*Stored data*
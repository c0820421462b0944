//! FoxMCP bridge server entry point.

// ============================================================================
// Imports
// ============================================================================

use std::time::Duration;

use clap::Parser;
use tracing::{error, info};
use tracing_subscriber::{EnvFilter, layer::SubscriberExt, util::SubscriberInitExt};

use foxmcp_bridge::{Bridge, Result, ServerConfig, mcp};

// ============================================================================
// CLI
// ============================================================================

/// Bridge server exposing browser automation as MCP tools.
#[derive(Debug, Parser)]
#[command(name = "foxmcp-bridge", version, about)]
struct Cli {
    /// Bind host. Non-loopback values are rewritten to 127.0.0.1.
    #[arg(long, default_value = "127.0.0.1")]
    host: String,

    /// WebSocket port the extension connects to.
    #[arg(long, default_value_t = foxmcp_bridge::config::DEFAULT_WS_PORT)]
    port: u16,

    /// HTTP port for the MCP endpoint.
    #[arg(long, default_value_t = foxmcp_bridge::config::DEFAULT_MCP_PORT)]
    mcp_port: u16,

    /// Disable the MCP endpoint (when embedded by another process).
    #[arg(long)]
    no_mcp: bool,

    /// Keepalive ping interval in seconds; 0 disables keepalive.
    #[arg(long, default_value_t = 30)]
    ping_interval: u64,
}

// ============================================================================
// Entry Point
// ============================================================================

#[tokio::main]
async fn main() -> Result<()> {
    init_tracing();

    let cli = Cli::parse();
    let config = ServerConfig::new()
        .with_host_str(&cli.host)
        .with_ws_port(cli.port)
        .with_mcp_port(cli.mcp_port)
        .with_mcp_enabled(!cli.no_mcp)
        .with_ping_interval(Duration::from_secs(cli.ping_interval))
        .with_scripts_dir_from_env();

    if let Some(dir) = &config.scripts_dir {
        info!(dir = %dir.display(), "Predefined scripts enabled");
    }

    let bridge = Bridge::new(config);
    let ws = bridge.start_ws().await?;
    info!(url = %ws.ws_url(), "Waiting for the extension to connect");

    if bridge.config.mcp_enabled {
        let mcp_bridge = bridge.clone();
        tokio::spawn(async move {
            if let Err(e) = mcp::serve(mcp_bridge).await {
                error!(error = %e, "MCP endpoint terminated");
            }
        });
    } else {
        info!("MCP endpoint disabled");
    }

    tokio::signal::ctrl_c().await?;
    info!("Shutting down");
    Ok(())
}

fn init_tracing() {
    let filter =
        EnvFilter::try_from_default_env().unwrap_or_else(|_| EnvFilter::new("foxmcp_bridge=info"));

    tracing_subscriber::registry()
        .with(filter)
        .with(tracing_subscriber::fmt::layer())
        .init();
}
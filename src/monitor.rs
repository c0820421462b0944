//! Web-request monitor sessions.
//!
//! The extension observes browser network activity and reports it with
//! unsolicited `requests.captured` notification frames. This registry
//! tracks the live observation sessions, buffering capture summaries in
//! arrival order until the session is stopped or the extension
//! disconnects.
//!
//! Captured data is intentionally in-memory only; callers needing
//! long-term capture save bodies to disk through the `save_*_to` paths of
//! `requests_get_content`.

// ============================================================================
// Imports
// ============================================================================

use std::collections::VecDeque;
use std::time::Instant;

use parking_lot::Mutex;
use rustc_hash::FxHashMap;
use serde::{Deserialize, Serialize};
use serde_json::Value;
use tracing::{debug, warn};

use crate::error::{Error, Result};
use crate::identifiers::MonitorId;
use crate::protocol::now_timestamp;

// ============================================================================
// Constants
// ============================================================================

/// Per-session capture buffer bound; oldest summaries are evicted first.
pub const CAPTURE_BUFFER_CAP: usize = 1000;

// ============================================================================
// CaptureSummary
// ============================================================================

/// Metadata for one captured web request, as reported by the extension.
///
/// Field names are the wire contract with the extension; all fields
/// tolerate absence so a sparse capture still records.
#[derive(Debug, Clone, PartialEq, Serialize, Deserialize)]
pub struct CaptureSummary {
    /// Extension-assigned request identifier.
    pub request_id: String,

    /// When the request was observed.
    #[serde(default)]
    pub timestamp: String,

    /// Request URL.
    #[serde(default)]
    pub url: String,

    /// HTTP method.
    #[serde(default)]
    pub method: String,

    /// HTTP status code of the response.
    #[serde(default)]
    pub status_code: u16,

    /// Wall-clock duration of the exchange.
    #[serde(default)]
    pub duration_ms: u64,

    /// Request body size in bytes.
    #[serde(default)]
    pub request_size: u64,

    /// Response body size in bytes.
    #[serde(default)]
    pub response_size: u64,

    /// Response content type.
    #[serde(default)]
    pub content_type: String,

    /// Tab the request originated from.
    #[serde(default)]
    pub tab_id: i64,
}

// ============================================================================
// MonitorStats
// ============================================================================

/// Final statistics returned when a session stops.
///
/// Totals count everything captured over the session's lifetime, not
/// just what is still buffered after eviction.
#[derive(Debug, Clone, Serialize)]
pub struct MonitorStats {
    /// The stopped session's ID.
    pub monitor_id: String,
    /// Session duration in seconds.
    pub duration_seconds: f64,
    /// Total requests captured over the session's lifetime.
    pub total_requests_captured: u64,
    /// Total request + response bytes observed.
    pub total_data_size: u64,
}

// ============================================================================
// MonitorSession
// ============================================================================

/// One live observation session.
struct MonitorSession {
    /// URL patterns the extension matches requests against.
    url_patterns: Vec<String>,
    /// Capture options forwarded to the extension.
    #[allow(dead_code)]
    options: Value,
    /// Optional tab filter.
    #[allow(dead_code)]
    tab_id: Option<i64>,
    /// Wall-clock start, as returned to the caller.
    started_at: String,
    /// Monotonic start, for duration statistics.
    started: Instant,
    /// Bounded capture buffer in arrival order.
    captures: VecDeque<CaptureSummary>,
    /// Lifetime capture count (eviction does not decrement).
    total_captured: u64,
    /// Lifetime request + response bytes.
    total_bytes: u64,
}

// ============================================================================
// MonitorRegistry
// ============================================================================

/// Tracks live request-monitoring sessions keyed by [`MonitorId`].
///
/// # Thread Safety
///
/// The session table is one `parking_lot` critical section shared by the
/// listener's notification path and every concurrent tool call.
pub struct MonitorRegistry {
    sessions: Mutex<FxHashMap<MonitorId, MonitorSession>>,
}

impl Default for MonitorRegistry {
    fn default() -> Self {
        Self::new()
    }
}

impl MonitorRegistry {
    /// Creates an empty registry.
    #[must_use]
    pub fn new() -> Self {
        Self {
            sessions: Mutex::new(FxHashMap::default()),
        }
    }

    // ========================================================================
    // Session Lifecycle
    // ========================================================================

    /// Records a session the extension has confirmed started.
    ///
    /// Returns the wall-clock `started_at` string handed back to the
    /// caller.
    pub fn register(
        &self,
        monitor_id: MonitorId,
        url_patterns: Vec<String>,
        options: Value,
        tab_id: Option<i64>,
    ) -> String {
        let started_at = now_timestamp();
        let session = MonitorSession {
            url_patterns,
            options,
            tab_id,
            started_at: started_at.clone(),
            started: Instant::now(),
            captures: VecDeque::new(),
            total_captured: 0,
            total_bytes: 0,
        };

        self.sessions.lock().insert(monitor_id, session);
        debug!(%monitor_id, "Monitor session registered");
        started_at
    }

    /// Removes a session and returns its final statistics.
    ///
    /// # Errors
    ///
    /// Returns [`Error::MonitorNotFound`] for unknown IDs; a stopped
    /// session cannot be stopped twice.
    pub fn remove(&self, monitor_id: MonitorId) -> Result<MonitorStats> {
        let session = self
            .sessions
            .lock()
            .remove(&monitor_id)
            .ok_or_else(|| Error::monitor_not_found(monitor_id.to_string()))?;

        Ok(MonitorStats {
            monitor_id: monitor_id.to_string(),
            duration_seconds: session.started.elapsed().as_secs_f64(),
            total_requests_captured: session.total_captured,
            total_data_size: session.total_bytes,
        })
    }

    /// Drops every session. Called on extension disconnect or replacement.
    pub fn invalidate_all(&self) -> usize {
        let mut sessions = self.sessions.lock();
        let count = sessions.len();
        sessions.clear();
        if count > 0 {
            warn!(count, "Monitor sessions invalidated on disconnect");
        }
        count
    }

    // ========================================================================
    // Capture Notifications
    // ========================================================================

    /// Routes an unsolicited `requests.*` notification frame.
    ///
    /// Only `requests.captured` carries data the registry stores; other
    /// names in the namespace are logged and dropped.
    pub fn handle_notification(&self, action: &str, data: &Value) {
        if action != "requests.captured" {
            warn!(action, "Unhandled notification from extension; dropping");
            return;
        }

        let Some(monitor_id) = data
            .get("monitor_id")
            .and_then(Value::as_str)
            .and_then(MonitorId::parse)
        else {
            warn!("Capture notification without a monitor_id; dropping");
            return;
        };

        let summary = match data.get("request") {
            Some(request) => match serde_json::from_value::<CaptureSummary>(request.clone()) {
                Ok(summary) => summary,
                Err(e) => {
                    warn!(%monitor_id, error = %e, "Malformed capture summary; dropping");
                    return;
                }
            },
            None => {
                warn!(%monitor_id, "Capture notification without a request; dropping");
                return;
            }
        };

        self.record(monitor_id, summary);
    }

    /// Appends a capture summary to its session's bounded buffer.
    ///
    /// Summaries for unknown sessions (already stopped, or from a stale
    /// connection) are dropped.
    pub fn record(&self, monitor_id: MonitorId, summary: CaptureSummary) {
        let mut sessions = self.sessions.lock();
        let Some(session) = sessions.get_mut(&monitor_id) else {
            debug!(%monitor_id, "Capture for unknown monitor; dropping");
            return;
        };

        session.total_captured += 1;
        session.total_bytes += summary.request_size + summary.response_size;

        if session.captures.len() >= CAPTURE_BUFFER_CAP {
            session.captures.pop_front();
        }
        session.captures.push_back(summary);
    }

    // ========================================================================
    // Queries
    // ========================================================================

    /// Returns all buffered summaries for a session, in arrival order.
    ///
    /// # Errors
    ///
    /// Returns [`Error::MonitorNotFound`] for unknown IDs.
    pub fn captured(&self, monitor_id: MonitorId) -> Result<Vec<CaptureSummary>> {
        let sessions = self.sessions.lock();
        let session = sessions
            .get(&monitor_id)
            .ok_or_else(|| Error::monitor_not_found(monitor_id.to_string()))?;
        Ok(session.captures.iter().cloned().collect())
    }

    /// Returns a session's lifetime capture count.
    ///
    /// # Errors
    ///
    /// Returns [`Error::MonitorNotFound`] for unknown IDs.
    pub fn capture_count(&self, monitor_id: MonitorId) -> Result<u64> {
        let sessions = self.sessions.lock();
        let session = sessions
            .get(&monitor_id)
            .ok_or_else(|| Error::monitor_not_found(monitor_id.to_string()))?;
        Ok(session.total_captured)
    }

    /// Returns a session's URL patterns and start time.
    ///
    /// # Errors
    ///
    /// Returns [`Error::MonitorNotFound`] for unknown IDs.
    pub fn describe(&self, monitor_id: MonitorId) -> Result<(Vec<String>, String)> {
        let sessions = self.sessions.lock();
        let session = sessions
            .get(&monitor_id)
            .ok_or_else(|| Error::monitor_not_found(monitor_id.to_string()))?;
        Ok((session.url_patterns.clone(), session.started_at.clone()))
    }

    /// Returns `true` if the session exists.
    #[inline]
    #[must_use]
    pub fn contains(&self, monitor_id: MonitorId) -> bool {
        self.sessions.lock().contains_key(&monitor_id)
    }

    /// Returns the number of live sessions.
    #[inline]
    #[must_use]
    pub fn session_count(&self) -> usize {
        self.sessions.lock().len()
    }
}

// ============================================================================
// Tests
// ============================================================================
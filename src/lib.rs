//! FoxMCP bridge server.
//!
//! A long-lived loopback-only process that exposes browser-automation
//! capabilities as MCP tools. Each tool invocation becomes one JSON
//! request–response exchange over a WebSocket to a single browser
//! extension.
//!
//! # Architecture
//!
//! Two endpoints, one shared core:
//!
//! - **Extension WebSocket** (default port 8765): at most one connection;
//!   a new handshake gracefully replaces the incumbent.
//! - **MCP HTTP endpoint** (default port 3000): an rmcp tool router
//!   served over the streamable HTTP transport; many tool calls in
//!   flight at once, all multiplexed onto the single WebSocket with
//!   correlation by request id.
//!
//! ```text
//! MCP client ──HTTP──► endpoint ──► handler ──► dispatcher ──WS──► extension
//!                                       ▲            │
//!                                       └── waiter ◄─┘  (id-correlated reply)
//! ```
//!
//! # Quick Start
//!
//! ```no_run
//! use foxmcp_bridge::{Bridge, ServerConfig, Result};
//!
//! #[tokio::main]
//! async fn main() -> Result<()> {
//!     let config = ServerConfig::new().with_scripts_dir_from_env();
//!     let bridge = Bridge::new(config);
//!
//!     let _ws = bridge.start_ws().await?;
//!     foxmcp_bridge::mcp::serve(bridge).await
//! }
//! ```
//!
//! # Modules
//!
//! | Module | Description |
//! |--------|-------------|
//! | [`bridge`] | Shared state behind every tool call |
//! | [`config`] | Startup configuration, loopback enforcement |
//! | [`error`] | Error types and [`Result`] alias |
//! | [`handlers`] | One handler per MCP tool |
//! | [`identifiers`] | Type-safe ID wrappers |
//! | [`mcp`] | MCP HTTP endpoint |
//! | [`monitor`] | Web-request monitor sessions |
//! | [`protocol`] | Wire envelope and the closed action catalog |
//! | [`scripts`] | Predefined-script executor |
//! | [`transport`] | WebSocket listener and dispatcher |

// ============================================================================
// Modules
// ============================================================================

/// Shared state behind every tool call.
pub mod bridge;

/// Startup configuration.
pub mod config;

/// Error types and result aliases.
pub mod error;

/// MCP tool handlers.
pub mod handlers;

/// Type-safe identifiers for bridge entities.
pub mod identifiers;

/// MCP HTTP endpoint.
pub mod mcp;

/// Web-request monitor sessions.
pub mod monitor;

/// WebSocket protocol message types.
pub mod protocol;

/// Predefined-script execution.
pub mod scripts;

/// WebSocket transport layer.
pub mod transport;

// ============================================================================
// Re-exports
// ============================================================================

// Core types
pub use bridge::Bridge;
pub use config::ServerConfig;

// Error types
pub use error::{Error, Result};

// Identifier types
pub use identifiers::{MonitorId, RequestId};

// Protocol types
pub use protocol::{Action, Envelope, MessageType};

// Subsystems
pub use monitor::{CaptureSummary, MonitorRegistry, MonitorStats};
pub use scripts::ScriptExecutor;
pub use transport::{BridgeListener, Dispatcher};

*About this task*
Each line of the data that has the string "unsolicited" should be returned.

*Answer to the problem*
//! unsolicited `requests.captured` notification frames. This registry
    /// Routes an unsolicited `requests.*` notification frame.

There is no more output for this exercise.